1. Division of Hepatobiliary and Pancreatic disease, Department of Internal Medicine, Hyogo College of Medicine, Nishinomiya, Hyogo, Japan.
2. Department of gastroenterology, Takarazuka municipal hospital, Takarazuka, Hyogo, Japan.
3. Department of oncology, Takarazuka municipal hospital, Takarazuka, Hyogo, Japan.
Aims: To construct a predictive model for overall survival (OS) in unresectable pancreatic cancer (PaC) undergoing systemic chemotherapy and to confirm its accuracy in an independent cohort.
Patients and methods: The training set (Ts) and the validation set (Vs) included 93 patients (median age=71 years) and 75 patients (median age=76 years). In the Ts, we examined variables linked to OS by uni- and multivariate analyses and constructed a predictive model for OS. Next, we evaluated the reproducibility of the proposed model in the Vs.
Results: In the multivariate analysis for the Ts, PaC stage IV (P=0.0020) and carbohydrate antigen (CA) 19-9 ≥437.5 IU/l (P=0.0237) were identified to be significant factors associated with OS. Patients with PaC stage IV or not were given a score of 1 or 0, whereas patients with CA19-9 ≥437.5 IU/l or <437.5 IU/l were given a score of 1 or 0. Sum of the point of PaC stage (0 or 1) and CA19-9 (0 or 1) was defined as “PaC-CA score”. In the Ts, there were 16 patients with score 0, 40 with score 1 and 37 with score 2, while in the Vs, there were 9 patients with score 0, 32 with score 1 and 34 with score 2. Overall P values reached significance in the Ts (P=0.0002), the Vs (P=0.0029) and the combined Ts and Vs (P<0.0001) among patients with PaC score 0, 1 and 2.
Conclusion: PaC-CA score can be helpful for risk stratification in PaC patients undergoing systemic chemotherapy.
Keywords: Unresectable pancreatic cancer, Chemotherapy, Survival, Predictive model, Validation.
Pancreatic cancer (PaC) is associated with a dismal prognosis, highlighted by the close relationship between cancer incidence and mortality [1-3]. The 5-year overall survival (OS) rate in PaC patients with advanced tumor status is extremely low [1-3]. The dismal prognosis is attributed to several causes: most importantly, numerous PaC patients are found in an advanced condition and the tumor is often unresectable because of its invasion to major vessels or distant metastases although several approaches to diagnosing PaC in its early stages have been attempted [1, 2, 4-8]. According to Japanese cancer statistical data in 2016, PaC has the seventh-highest rate of incidence and it is the fourth leading cause of death in Japan . The Japanese clinical practice guidelines for systemic chemotherapy in unresectable PaC patients recommend the administration of following chemotherapeutic drugs: gemcitabine monotherapy, S-1 monotherapy, combined gemcitabine and S-1 therapy, combined nab-paclitaxel and gemcitabine therapy, or a combination chemotherapeutic regimen consisting of irinotecan, fluorouracil, oxaliplatin and leucovorin, considering baseline characteristics such as age, organ function, performance status (PS) and tumor status of each patient [10-15].

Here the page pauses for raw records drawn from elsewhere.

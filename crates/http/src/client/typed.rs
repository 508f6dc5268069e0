//! Type-safe API clients that enforce authentication requirements at compile time

use super::ClientError;
use reqwest::{header, Client, ClientBuilder, RequestBuilder, Response};
use std::time::Duration;

const DEFAULT_USER_AGENT: &str = concat!("shopdash-client/", env!("CARGO_PKG_VERSION"));

/// Client for public endpoints that don't require authentication
#[derive(Clone)]
pub struct PublicApiClient {
    client: Client,
    base_url: String,
}

/// Client for endpoints that require a bearer token
#[derive(Clone)]
pub struct AuthenticatedApiClient {
    client: Client,
    base_url: String,
    token: String,
}

fn build_http_client(
    timeout: Option<Duration>,
    user_agent: Option<String>,
) -> Result<Client, ClientError> {
    let user_agent = user_agent.unwrap_or_else(|| DEFAULT_USER_AGENT.to_string());

    #[cfg(not(target_arch = "wasm32"))]
    let client = {
        let mut builder = ClientBuilder::new().user_agent(user_agent);
        if let Some(timeout) = timeout {
            builder = builder.timeout(timeout);
        }
        builder.build()?
    };

    #[cfg(target_arch = "wasm32")]
    let client = {
        let _ = timeout; // Timeouts not supported on WASM
        ClientBuilder::new().user_agent(user_agent).build()?
    };

    Ok(client)
}

/// Turn a response into `T`, mapping error statuses to [`ClientError`]
async fn read_json<T: serde::de::DeserializeOwned>(response: Response) -> Result<T, ClientError> {
    let response = check_status(response).await?;
    Ok(response.json().await?)
}

async fn check_status(response: Response) -> Result<Response, ClientError> {
    let status = response.status();
    if status.is_success() {
        return Ok(response);
    }

    let message = response.text().await.unwrap_or_else(|_| status.to_string());
    tracing::debug!(status = status.as_u16(), %message, "API request failed");
    Err(ClientError::from_status(status, message))
}

impl PublicApiClient {
    /// Create a new public client
    pub fn new(base_url: impl Into<String>) -> Result<Self, ClientError> {
        TypedClientBuilder::new().base_url(base_url).build_public()
    }

    /// Get the base URL
    pub fn base_url(&self) -> &str {
        &self.base_url
    }

    /// Create a request builder without authentication
    pub fn request(&self, method: reqwest::Method, path: &str) -> RequestBuilder {
        let url = format!("{}{}", self.base_url, path);
        self.client.request(method, url)
    }

    /// Execute a request and decode the JSON body
    pub async fn execute<T: serde::de::DeserializeOwned>(
        &self,
        request: RequestBuilder,
    ) -> Result<T, ClientError> {
        read_json(request.send().await?).await
    }

    /// Execute a request whose success response carries no body
    pub async fn execute_empty(&self, request: RequestBuilder) -> Result<(), ClientError> {
        check_status(request.send().await?).await.map(|_| ())
    }

    /// Attach a bearer token to get an authenticated client
    pub fn authenticate(self, token: impl Into<String>) -> AuthenticatedApiClient {
        AuthenticatedApiClient {
            client: self.client,
            base_url: self.base_url,
            token: token.into(),
        }
    }
}

impl AuthenticatedApiClient {
    /// Create a new authenticated client
    pub fn new(base_url: impl Into<String>, token: impl Into<String>) -> Result<Self, ClientError> {
        TypedClientBuilder::new()
            .base_url(base_url)
            .build_authenticated(token)
    }

    /// Get the base URL
    pub fn base_url(&self) -> &str {
        &self.base_url
    }

    /// The bearer token sent with every request
    pub fn token(&self) -> &str {
        &self.token
    }

    /// Create a request builder carrying `Authorization: Bearer <token>`
    pub fn request(&self, method: reqwest::Method, path: &str) -> RequestBuilder {
        let url = format!("{}{}", self.base_url, path);
        self.client
            .request(method, url)
            .header(header::AUTHORIZATION, format!("Bearer {}", self.token))
    }

    /// Execute a request and decode the JSON body
    pub async fn execute<T: serde::de::DeserializeOwned>(
        &self,
        request: RequestBuilder,
    ) -> Result<T, ClientError> {
        read_json(request.send().await?).await
    }

    /// Execute a request whose success response carries no body
    pub async fn execute_empty(&self, request: RequestBuilder) -> Result<(), ClientError> {
        check_status(request.send().await?).await.map(|_| ())
    }

    /// Create a public client (useful for calling public endpoints)
    pub fn to_public(&self) -> PublicApiClient {
        PublicApiClient {
            client: self.client.clone(),
            base_url: self.base_url.clone(),
        }
    }
}

/// Type-safe builder that creates the appropriate client type
#[derive(Default)]
pub struct TypedClientBuilder {
    base_url: Option<String>,
    timeout: Option<Duration>,
    user_agent: Option<String>,
}

impl TypedClientBuilder {
    pub fn new() -> Self {
        Self::default()
    }

    /// Set the base URL; the `/api` prefix belongs to endpoint paths, not here
    pub fn base_url(mut self, url: impl Into<String>) -> Self {
        self.base_url = Some(url.into());
        self
    }

    /// Set the request timeout
    #[cfg(not(target_arch = "wasm32"))]
    pub fn timeout(mut self, timeout: Duration) -> Self {
        self.timeout = Some(timeout);
        self
    }

    pub fn user_agent(mut self, agent: impl Into<String>) -> Self {
        self.user_agent = Some(agent.into());
        self
    }

    fn parts(self) -> Result<(Client, String), ClientError> {
        let base_url = self
            .base_url
            .ok_or_else(|| ClientError::Configuration("base_url is required".into()))?;
        let base_url = base_url.trim_end_matches('/').to_string();
        let client = build_http_client(self.timeout, self.user_agent)?;
        Ok((client, base_url))
    }

    /// Build a public client
    pub fn build_public(self) -> Result<PublicApiClient, ClientError> {
        let (client, base_url) = self.parts()?;
        Ok(PublicApiClient { client, base_url })
    }

    /// Build an authenticated client
    pub fn build_authenticated(
        self,
        token: impl Into<String>,
    ) -> Result<AuthenticatedApiClient, ClientError> {
        let (client, base_url) = self.parts()?;
        Ok(AuthenticatedApiClient {
            client,
            base_url,
            token: token.into(),
        })
    }
}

To predict prognosis in unresectable PaC patients undergoing systemic chemotherapy may be meaningful because it may be involved in clinical decision making whether to continue the treatment or not. Appropriate predictive models can offer a simple alternative in clinical sequences. We anticipate that a simple predictive model for OS in unresectable PaC patients will be useful in our daily clinical practice. However, to the best of our knowledge, there have been few reports regarding predictive models in unresectable PaC patients undergoing systemic chemotherapy, although numerous predictive models in PaC patients undergoing surgery has been reported [16-25]. The goal of the current study is to construct a simple predictive model for OS in unresectable PaC patients treated with systemic chemotherapy and to confirm its accuracy in an independent cohort.

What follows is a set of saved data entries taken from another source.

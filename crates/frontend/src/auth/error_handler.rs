//! Global auth error handler
//!
//! Lets the API layer report a rejected token without knowing about the
//! component tree. The [`AuthProvider`](super::AuthProvider) registers the
//! callback on mount.

use std::cell::RefCell;
use std::rc::Rc;

thread_local! {
    static AUTH_ERROR_CALLBACK: RefCell<Option<Rc<dyn Fn()>>> = RefCell::new(None);
}

/// Set the global auth error callback
pub fn set_auth_error_callback(callback: Rc<dyn Fn()>) {
    AUTH_ERROR_CALLBACK.with(|cb| {
        *cb.borrow_mut() = Some(callback);
    });
}

/// Clear the auth error callback
pub fn clear_auth_error_callback() {
    AUTH_ERROR_CALLBACK.with(|cb| {
        *cb.borrow_mut() = None;
    });
}

/// Trigger the auth error callback. Returns whether a handler was registered.
pub fn trigger_auth_error() -> bool {
    // Clone out of the cell so the callback may re-register itself.
    let callback = AUTH_ERROR_CALLBACK.with(|cb| cb.borrow().clone());
    match callback {
        Some(callback) => {
            callback();
            true
        }
        None => {
            tracing::debug!("Auth error raised with no handler registered");
            false
        }
    }
}

#[cfg(test)]
mod tests {
    use super::*;
    use std::cell::Cell;

    #[test]
    fn triggers_registered_callback() {
        let hits = Rc::new(Cell::new(0));
        let counter = hits.clone();
        set_auth_error_callback(Rc::new(move || counter.set(counter.get() + 1)));

        assert!(trigger_auth_error());
        assert!(trigger_auth_error());
        assert_eq!(hits.get(), 2);

        clear_auth_error_callback();
        assert!(!trigger_auth_error());
        assert_eq!(hits.get(), 2);
    }

    #[test]
    fn callback_may_replace_itself() {
        set_auth_error_callback(Rc::new(|| {
            set_auth_error_callback(Rc::new(|| {}));
        }));
        assert!(trigger_auth_error());
        assert!(trigger_auth_error());
        clear_auth_error_callback();
    }
}
//! Client error types

use thiserror::Error;

/// Client error types
#[derive(Debug, Error)]
pub enum ClientError {
    /// Network or request error
    #[error("Request failed: {0}")]
    Request(#[from] reqwest::Error),

    /// Server returned an error status
    #[error("Server error {status}: {message}")]
    ServerError { status: u16, message: String },

    /// Missing, invalid or expired bearer token
    #[error("Authentication failed: {0}")]
    AuthenticationFailed(String),

    #[error("Resource not found: {0}")]
    NotFound(String),

    #[error("Bad request: {0}")]
    BadRequest(String),

    #[error("Forbidden: {0}")]
    Forbidden(String),

    /// Serialization/deserialization error
    #[error("Serialization error: {0}")]
    Serialization(#[from] serde_json::Error),

    /// Invalid configuration
    #[error("Invalid configuration: {0}")]
    Configuration(String),
}

impl ClientError {
    /// Create error from HTTP status code
    pub fn from_status(status: reqwest::StatusCode, message: String) -> Self {
        match status.as_u16() {
            400 => Self::BadRequest(message),
            401 => Self::AuthenticationFailed(message),
            403 => Self::Forbidden(message),
            404 => Self::NotFound(message),
            _ => Self::ServerError {
                status: status.as_u16(),
                message,
            },
        }
    }

    /// True when the server rejected the credentials (HTTP 401)
    pub fn is_unauthorized(&self) -> bool {
        matches!(self, Self::AuthenticationFailed(_))
    }
}

#[cfg(test)]
mod tests {
    use super::*;
    use reqwest::StatusCode;

    #[test]
    fn maps_status_codes() {
        assert!(matches!(
            ClientError::from_status(StatusCode::BAD_REQUEST, "bad".into()),
            ClientError::BadRequest(_)
        ));
        assert!(matches!(
            ClientError::from_status(StatusCode::FORBIDDEN, "no".into()),
            ClientError::Forbidden(_)
        ));
        assert!(matches!(
            ClientError::from_status(StatusCode::NOT_FOUND, "gone".into()),
            ClientError::NotFound(_)
        ));
        assert!(matches!(
            ClientError::from_status(StatusCode::BAD_GATEWAY, "upstream".into()),
            ClientError::ServerError { status: 502, .. }
        ));
    }

    #[test]
    fn only_401_is_unauthorized() {
        assert!(ClientError::from_status(StatusCode::UNAUTHORIZED, String::new()).is_unauthorized());
        assert!(!ClientError::from_status(StatusCode::FORBIDDEN, String::new()).is_unauthorized());
        assert!(!ClientError::Configuration("Not authenticated".into()).is_unauthorized());
    }
}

Between June 2008 and May 2018, a total of 97 patients with unresectable systemic chemotherapy naïve PaC patients were admitted at Hyogo College of Medicine Hospital (Division of Hepatobiliary and Pancreatic disease, Department of Internal Medicine), Hyogo, Japan. Four patients with lost to follow-up or insufficient clinical data were excluded from the analysis. Thus, a total of 93 PaC patients were analyzed (the training set (Ts)). On the other hand, between July 2007 and January 2019, a total of 82 patients with unresectable systemic chemotherapy naïve PaC patients were admitted at the Division of Gastroenterology, Takarazuka municipal hospital, Hyogo, Japan. Seven patients with lost to follow-up or insufficient clinical data were also excluded from the analysis. A total of 75 PaC patients were therefore analyzed (the validation set (Vs)).

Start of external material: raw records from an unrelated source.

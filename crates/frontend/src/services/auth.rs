//! Authentication API service

use crate::client::{create_authenticated_client, create_public_client, ClientError};
use shopdash_http::types::{LoginRequest, LoginResponse, UserProfile};

/// Authentication API service
#[derive(Clone)]
pub struct AuthApiService;

impl AuthApiService {
    pub fn new() -> Self {
        Self
    }

    /// Exchange credentials for a token
    pub async fn login(
        &self,
        username: String,
        password: String,
    ) -> Result<LoginResponse, ClientError> {
        let client = create_public_client()?;
        client.login(&LoginRequest { username, password }).await
    }

    /// Profile of the signed-in user
    pub async fn current_user(&self) -> Result<UserProfile, ClientError> {
        let client = create_authenticated_client()?
            .ok_or_else(|| ClientError::Configuration("Not authenticated".into()))?;
        client.me().await
    }
}

impl Default for AuthApiService {
    fn default() -> Self {
        Self::new()
    }
}
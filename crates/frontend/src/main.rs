use shopdash_frontend::{logging, App};

fn main() {
    console_error_panic_hook::set_once();
    logging::init();
    tracing::info!(api = shopdash_frontend::AppConfig::api_base_url(), "Starting ShopDash");
    yew::Renderer::<App>::new().render();
}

PaC was diagnosed primarily according to the current guidelines . In brief, abdominal ultrasonography and dynamic computed tomography (CT) of the whole pancreas was routinely performed before starting systemic chemotherapy. In cases without typical radiological tumor findings for PaC, tumor biopsy or endoscopic ultrasonography-guided fine needle aspiration was in consideration . In this study, the pathological diagnosis was confirmed in 44 cases (47%) in the Ts and 54 cases (66%) in the Vs.
Each attending physician determined chemotherapeutic agents through discussion with colleagues. In PaC subjects without remarkable risk factors, the recommended starting dose of each chemotherapeutic drug (S-1, gemcitabine, 5-fluorouracil or nab-paclitaxel) was administered [4, 28]. The reduced starting dose was administered to some patients based on clinical characteristics, including age, ECOG-PS, body weight, and laboratory data. During systemic chemotherapy, the dose of chemotherapeutic drugs was appropriately adjusted by each attending physician considering the severity of adverse events. In patients with adverse events, systemic chemotherapy was stopped until the clinical symptoms improved to grade 1 or 2, and other alternative treatment regimens were in consideration. Other alternative regimens were also in consideration for subjects with poor treatment response to initial chemotherapy. Systemic chemotherapy was continued until any of the following conditions occurred: unacceptable toxicity for chemotherapy, tumor progression or the patient's wish to stop chemotherapy.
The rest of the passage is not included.